Problem statement = Starting at the line that holds "use std::collections::HashSet;" and stopping at the line that holds "knows no words.", restate the records below word for word, with both of those lines included.

Material for this task =
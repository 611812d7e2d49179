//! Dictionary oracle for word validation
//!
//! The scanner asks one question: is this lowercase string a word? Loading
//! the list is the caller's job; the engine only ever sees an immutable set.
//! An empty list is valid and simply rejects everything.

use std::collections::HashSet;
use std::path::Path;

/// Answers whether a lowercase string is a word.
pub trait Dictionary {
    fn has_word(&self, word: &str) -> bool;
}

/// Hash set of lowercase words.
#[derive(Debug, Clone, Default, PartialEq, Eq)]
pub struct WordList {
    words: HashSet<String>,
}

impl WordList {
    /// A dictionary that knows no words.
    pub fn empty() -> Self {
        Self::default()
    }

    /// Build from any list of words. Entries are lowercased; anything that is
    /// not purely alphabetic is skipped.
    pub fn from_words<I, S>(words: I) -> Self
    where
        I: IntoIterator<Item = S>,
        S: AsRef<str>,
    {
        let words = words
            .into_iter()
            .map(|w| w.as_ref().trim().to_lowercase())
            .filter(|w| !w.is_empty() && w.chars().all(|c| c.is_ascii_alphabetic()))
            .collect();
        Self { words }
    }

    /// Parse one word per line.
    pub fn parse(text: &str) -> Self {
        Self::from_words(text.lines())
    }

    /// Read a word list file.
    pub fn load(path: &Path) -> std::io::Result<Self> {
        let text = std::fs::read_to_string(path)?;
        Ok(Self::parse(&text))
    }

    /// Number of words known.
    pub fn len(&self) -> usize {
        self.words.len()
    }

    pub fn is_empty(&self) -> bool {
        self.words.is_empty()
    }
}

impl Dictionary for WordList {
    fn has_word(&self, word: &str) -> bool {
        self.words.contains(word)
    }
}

Answer =
use std::collections::HashSet;
use std::path::Path;

/// Answers whether a lowercase string is a word.
pub trait Dictionary {
    fn has_word(&self, word: &str) -> bool;
}

/// Hash set of lowercase words.
#[derive(Debug, Clone, Default, PartialEq, Eq)]
pub struct WordList {
    words: HashSet<String>,
}

impl WordList {
    /// A dictionary that knows no words.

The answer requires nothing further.